WHAT THIS TASK INVOLVES: Whenever a line in the records below contains "tests", pick it out.

DATA EXTRACT:
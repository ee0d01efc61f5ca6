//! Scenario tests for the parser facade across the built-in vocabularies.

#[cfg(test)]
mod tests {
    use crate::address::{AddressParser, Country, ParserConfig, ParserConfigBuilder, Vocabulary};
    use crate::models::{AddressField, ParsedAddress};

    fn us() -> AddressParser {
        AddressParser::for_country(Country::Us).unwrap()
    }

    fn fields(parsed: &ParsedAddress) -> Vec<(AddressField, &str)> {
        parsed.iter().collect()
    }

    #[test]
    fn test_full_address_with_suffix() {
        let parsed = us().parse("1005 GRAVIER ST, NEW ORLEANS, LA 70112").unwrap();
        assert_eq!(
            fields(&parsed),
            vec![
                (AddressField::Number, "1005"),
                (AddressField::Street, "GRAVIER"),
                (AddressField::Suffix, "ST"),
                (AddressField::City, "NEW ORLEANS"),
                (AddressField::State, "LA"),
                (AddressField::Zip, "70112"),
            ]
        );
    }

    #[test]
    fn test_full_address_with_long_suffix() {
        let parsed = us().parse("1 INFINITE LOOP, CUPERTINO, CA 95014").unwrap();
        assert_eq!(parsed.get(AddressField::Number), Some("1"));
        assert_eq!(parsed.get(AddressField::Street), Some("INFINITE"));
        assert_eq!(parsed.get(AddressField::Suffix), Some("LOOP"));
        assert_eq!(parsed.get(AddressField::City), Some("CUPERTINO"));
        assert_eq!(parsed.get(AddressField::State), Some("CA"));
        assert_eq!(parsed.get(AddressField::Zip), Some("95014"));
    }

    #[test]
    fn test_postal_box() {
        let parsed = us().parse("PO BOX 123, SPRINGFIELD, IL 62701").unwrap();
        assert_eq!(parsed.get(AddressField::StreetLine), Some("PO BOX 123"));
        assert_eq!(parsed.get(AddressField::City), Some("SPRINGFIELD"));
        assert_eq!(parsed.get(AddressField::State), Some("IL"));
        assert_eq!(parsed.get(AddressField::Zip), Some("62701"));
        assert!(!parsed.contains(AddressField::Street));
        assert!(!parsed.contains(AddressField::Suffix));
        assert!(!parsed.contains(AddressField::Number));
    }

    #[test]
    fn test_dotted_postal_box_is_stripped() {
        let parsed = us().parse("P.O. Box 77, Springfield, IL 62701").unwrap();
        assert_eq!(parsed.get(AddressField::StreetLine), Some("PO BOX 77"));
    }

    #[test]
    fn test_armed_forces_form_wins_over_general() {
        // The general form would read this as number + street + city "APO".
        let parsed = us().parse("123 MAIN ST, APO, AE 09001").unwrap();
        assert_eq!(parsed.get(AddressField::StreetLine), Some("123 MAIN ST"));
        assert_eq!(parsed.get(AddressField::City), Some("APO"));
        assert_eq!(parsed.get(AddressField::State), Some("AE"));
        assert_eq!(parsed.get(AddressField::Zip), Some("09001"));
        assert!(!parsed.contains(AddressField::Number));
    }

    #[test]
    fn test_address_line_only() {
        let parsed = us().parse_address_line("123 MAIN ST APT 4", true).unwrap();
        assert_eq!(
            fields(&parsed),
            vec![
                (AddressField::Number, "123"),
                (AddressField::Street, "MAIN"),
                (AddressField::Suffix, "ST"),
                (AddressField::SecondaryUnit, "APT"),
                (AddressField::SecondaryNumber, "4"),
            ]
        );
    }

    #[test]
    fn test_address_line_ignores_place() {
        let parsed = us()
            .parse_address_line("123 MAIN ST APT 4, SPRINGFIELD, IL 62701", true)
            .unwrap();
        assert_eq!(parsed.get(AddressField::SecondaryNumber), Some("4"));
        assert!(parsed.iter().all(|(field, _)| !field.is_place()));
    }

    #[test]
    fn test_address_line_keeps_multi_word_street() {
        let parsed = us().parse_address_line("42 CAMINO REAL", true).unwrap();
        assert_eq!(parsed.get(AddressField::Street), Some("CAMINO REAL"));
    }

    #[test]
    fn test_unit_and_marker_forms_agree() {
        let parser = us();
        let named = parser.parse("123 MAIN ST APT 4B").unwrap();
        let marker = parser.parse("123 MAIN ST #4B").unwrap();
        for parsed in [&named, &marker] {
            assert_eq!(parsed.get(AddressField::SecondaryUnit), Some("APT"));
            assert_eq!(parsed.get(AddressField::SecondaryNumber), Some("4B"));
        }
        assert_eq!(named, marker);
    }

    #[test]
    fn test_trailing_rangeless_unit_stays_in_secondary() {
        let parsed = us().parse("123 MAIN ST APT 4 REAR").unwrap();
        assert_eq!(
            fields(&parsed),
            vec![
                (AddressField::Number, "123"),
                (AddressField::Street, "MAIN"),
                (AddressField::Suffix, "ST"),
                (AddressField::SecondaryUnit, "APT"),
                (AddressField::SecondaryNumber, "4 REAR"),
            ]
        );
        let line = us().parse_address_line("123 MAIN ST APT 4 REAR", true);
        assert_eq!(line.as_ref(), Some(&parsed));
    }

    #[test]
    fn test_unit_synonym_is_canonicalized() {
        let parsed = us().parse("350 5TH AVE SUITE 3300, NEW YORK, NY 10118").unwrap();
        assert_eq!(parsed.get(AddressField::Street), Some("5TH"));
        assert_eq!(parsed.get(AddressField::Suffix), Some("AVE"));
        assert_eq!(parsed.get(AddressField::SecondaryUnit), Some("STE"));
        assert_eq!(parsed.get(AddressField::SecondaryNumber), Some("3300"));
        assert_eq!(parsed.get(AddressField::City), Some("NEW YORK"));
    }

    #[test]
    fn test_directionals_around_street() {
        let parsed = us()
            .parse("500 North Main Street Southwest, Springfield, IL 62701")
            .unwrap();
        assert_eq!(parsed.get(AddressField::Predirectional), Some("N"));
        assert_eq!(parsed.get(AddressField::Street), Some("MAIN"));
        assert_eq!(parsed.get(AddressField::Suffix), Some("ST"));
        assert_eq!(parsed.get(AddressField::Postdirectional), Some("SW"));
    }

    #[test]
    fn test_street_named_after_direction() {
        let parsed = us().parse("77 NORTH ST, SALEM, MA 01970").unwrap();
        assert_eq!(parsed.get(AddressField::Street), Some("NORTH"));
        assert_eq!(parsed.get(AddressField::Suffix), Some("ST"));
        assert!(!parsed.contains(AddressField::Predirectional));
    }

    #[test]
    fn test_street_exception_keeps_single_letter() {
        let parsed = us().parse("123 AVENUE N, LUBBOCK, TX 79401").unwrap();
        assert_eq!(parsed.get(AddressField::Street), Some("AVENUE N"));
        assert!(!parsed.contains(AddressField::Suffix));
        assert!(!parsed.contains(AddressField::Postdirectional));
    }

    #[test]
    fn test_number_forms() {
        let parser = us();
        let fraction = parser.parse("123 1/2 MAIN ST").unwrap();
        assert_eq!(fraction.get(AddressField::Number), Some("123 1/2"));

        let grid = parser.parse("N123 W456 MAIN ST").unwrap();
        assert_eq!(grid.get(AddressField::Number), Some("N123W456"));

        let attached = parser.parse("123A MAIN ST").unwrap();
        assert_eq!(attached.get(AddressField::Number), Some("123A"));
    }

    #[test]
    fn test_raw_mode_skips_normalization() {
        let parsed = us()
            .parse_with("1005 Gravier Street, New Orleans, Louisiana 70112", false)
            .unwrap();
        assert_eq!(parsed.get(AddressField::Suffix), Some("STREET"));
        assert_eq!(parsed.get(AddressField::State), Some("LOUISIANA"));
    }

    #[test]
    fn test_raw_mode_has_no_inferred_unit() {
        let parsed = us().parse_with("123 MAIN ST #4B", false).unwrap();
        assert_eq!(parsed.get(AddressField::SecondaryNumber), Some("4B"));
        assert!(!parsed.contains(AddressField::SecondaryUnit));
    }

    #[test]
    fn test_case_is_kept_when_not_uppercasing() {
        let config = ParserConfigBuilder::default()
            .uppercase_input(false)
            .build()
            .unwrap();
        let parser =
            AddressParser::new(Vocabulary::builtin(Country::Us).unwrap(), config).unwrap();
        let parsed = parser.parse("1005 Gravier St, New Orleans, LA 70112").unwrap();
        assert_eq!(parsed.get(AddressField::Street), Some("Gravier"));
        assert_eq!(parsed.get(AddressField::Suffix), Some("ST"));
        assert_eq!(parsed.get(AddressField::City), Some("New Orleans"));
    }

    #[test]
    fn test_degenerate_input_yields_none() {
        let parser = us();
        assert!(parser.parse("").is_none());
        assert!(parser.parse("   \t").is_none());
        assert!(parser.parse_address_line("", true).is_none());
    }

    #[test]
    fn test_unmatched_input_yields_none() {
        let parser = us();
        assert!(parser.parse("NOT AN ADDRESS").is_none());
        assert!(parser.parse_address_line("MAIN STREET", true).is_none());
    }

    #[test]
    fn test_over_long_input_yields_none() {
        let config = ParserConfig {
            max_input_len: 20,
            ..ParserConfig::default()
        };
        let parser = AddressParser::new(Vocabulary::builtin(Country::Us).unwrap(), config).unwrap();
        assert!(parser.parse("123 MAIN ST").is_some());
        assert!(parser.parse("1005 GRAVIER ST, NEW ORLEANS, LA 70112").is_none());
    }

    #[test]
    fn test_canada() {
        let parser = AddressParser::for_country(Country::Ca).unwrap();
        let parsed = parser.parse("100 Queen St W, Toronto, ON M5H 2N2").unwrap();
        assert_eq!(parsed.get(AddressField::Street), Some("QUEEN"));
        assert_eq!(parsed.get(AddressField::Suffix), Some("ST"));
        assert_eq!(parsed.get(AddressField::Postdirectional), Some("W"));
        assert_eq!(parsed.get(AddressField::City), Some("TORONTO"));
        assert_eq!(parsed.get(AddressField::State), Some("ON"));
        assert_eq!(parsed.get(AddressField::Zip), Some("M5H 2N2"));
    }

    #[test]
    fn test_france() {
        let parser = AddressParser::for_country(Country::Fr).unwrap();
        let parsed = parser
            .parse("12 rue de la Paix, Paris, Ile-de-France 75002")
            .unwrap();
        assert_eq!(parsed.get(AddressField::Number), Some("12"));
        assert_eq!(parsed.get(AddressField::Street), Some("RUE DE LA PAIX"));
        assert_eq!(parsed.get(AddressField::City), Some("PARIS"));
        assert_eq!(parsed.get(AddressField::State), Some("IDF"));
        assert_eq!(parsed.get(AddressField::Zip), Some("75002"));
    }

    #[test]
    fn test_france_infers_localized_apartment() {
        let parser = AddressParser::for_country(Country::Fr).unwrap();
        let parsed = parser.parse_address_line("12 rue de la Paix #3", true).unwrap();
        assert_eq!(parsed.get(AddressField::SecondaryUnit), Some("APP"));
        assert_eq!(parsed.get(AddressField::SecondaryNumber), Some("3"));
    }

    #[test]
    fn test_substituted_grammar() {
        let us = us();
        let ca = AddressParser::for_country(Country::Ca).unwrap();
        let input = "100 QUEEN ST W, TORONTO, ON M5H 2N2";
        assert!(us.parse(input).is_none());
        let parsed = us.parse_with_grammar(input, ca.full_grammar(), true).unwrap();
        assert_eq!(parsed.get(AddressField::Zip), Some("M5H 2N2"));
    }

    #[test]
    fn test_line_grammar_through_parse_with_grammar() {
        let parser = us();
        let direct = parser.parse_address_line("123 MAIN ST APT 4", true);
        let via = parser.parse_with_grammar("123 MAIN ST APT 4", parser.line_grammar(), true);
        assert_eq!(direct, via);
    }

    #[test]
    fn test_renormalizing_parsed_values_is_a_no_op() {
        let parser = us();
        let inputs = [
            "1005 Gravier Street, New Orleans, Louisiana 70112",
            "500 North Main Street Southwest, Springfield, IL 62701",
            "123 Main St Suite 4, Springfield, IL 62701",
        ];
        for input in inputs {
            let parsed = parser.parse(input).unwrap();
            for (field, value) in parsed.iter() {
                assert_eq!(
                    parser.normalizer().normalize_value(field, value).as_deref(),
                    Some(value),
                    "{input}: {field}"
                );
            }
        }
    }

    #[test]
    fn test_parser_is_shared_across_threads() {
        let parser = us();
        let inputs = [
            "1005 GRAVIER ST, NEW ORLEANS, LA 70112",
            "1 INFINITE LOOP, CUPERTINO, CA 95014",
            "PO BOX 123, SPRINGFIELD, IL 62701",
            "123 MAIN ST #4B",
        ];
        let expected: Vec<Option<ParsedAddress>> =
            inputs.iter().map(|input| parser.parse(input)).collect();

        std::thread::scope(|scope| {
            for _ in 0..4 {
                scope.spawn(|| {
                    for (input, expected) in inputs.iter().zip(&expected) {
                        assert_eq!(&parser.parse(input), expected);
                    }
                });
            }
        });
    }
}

TASK ANSWER:
//! Scenario tests for the parser facade across the built-in vocabularies.
mod tests {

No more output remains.